(Collected data)
□ □ □
pub const MIN_ORDER: usize = 1;
pub const MAX_ORDER: usize = 7;                // widest supported stencil

pub const MAX_INTERPOL: usize = 2048;          // table samples per half cell
pub const CONSERVATION_TOL: f64 = 1e-10;       // relative to the summed absolute charge

// Placeholder influence buffer used while tuning
pub const DUMMY_G_STEP: usize = 10;
pub const DUMMY_G_MIN_SIZE: usize = 32;
pub const DUMMY_G_MAX_SIZE: usize = 300;

// Smallest particle batch handed to one rayon task; each task owns a partial mesh
pub const PARALLEL_MIN_PARTICLES: usize = 1024;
□ □ □
Write out the data again in full. Match it exactly.

* _WRITTEN RESPONSE_:
pub const MIN_ORDER: usize = 1;
pub const MAX_ORDER: usize = 7;                // widest supported stencil

pub const MAX_INTERPOL: usize = 2048;          // table samples per half cell
pub const CONSERVATION_TOL: f64 = 1e-10;       // relative to the summed absolute charge

// Placeholder influence buffer used while tuning
pub const DUMMY_G_STEP: usize = 10;
pub const DUMMY_G_MIN_SIZE: usize = 32;
pub const DUMMY_G_MAX_SIZE: usize = 300;

// Smallest particle batch handed to one rayon task; each task owns a partial mesh
pub const PARALLEL_MIN_PARTICLES: usize = 1024;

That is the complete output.